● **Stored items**
-------
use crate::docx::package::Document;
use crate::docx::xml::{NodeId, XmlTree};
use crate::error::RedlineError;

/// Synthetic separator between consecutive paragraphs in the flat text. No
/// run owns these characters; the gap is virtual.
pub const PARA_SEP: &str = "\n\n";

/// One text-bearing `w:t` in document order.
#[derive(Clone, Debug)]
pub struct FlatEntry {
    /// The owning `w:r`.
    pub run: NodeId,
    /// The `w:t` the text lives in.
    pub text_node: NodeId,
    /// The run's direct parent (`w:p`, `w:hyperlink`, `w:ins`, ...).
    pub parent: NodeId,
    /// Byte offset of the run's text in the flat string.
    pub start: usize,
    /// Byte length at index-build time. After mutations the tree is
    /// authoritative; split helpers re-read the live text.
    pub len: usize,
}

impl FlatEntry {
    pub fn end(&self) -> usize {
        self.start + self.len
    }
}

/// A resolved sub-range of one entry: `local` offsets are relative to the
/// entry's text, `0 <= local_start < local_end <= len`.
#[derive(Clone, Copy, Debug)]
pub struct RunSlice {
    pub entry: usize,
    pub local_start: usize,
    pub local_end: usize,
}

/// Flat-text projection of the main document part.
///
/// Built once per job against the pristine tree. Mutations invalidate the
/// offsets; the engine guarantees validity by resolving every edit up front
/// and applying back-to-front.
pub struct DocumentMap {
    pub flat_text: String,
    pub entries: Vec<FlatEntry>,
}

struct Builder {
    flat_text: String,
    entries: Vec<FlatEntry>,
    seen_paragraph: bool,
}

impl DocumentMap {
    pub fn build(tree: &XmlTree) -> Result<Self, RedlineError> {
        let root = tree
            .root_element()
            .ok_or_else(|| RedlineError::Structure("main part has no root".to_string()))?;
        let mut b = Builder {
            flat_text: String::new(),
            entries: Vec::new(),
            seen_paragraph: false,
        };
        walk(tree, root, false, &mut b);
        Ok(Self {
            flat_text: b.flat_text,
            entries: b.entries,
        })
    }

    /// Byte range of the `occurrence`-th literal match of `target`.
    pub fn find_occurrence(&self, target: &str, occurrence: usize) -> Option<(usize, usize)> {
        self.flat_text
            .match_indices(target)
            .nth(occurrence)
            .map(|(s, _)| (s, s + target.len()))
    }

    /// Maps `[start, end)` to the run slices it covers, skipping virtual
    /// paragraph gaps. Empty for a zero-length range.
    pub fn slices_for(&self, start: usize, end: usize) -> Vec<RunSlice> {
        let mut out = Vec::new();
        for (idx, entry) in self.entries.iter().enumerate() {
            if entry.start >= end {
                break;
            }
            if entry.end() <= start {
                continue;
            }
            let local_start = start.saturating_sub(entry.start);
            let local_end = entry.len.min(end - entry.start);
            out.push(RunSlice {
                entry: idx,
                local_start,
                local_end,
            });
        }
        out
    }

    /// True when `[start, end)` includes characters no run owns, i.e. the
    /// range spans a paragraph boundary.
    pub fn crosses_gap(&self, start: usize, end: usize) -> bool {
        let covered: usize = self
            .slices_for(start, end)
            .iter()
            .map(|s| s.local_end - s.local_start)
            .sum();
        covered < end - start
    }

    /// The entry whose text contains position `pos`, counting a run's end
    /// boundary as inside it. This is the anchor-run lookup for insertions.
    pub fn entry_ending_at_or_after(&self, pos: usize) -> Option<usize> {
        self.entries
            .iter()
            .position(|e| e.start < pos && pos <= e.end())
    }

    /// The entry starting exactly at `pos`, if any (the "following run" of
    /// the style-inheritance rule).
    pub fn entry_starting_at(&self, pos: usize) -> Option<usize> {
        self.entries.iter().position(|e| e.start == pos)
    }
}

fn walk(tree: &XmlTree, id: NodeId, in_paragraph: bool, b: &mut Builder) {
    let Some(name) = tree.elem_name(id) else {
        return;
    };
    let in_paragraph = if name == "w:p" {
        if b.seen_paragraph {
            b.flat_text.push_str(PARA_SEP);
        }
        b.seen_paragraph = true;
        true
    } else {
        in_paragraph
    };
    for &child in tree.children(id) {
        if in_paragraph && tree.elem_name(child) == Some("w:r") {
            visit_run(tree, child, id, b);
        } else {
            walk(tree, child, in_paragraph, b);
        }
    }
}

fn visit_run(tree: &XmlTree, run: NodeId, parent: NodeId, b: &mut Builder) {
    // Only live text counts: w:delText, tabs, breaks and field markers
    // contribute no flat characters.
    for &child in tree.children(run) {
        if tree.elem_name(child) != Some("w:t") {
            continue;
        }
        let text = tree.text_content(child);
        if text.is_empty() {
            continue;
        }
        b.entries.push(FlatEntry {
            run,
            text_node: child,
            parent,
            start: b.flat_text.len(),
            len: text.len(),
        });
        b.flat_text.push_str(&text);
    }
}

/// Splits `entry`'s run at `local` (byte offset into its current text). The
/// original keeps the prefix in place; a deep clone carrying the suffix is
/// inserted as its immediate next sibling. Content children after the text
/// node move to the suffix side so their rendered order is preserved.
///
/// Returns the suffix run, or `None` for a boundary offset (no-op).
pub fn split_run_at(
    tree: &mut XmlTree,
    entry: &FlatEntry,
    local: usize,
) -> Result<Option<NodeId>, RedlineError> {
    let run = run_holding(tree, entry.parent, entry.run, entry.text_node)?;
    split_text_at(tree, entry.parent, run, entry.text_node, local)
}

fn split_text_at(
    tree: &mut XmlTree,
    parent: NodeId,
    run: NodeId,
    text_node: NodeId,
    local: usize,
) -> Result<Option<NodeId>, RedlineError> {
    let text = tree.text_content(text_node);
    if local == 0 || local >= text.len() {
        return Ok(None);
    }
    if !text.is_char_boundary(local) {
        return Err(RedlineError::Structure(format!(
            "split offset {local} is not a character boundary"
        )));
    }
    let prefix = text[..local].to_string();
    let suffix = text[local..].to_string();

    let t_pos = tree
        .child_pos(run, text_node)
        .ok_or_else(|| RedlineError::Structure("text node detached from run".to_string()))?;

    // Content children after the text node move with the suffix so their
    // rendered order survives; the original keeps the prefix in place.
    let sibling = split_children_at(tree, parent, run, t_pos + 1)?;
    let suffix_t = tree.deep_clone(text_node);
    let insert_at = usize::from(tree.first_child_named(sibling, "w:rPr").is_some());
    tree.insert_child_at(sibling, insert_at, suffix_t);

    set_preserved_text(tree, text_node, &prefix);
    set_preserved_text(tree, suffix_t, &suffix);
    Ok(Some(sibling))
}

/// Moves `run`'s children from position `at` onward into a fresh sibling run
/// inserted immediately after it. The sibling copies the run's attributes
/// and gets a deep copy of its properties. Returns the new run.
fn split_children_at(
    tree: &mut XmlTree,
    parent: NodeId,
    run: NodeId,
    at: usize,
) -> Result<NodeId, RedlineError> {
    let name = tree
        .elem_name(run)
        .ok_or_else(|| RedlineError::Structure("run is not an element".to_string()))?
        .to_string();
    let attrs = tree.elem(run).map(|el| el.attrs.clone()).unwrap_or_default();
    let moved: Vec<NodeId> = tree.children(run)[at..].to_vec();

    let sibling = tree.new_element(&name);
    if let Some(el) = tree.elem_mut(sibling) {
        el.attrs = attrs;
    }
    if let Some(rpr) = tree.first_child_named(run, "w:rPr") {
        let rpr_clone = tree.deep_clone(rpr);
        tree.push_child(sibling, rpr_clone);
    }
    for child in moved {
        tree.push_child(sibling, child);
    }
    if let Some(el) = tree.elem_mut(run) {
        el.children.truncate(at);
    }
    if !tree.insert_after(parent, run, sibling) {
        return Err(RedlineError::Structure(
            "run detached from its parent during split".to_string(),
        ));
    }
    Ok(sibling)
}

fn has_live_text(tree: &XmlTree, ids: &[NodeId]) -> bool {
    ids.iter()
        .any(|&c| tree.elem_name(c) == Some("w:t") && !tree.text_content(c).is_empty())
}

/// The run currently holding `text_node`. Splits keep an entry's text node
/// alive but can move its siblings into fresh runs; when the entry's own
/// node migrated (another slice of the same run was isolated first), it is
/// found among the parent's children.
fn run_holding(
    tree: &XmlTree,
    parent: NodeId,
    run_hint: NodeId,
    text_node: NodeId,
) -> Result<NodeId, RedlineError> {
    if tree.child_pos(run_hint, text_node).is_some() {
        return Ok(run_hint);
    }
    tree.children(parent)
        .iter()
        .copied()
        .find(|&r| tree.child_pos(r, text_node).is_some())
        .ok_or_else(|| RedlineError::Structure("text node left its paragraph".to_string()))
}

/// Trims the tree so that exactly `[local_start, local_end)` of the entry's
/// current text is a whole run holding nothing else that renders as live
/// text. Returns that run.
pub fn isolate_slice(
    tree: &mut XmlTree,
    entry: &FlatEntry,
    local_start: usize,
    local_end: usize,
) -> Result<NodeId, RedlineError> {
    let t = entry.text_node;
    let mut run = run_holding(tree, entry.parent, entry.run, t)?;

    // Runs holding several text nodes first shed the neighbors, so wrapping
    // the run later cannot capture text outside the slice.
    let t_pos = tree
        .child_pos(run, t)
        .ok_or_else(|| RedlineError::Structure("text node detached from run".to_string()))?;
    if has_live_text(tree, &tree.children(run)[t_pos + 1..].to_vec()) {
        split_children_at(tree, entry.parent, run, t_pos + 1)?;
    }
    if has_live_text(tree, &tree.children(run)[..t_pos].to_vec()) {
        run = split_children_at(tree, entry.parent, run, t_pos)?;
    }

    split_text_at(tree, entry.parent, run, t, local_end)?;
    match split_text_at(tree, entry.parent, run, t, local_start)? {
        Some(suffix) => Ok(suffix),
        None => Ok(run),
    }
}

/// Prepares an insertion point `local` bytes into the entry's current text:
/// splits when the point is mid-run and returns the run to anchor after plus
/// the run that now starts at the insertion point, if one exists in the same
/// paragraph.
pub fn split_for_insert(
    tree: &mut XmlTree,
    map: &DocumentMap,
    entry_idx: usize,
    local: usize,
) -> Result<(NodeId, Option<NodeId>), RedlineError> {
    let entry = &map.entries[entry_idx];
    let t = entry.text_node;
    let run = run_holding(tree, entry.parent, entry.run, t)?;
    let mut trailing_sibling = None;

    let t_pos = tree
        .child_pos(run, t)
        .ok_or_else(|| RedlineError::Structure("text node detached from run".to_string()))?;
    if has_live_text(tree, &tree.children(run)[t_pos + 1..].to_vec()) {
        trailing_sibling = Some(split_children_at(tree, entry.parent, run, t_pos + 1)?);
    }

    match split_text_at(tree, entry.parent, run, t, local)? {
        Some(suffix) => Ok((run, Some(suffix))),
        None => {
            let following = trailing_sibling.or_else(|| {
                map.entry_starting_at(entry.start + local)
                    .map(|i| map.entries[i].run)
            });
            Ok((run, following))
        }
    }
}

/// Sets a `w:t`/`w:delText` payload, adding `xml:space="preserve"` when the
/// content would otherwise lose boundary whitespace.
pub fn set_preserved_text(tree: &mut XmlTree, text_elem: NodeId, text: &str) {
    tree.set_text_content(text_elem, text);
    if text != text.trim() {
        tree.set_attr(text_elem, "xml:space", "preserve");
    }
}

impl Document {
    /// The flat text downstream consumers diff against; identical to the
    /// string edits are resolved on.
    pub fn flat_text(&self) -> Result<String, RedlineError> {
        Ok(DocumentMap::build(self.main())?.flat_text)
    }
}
-------
● **Task to carry out**
In the records above, find the line containing "let root = tree" and restate word for word every line from the first through that one.

● **Completed task**
use crate::docx::package::Document;
use crate::docx::xml::{NodeId, XmlTree};
use crate::error::RedlineError;

/// Synthetic separator between consecutive paragraphs in the flat text. No
/// run owns these characters; the gap is virtual.
pub const PARA_SEP: &str = "\n\n";

/// One text-bearing `w:t` in document order.
#[derive(Clone, Debug)]
pub struct FlatEntry {
    /// The owning `w:r`.
    pub run: NodeId,
    /// The `w:t` the text lives in.
    pub text_node: NodeId,
    /// The run's direct parent (`w:p`, `w:hyperlink`, `w:ins`, ...).
    pub parent: NodeId,
    /// Byte offset of the run's text in the flat string.
    pub start: usize,
    /// Byte length at index-build time. After mutations the tree is
    /// authoritative; split helpers re-read the live text.
    pub len: usize,
}

impl FlatEntry {
    pub fn end(&self) -> usize {
        self.start + self.len
    }
}

/// A resolved sub-range of one entry: `local` offsets are relative to the
/// entry's text, `0 <= local_start < local_end <= len`.
#[derive(Clone, Copy, Debug)]
pub struct RunSlice {
    pub entry: usize,
    pub local_start: usize,
    pub local_end: usize,
}

/// Flat-text projection of the main document part.
///
/// Built once per job against the pristine tree. Mutations invalidate the
/// offsets; the engine guarantees validity by resolving every edit up front
/// and applying back-to-front.
pub struct DocumentMap {
    pub flat_text: String,
    pub entries: Vec<FlatEntry>,
}

struct Builder {
    flat_text: String,
    entries: Vec<FlatEntry>,
    seen_paragraph: bool,
}

impl DocumentMap {
    pub fn build(tree: &XmlTree) -> Result<Self, RedlineError> {
        let root = tree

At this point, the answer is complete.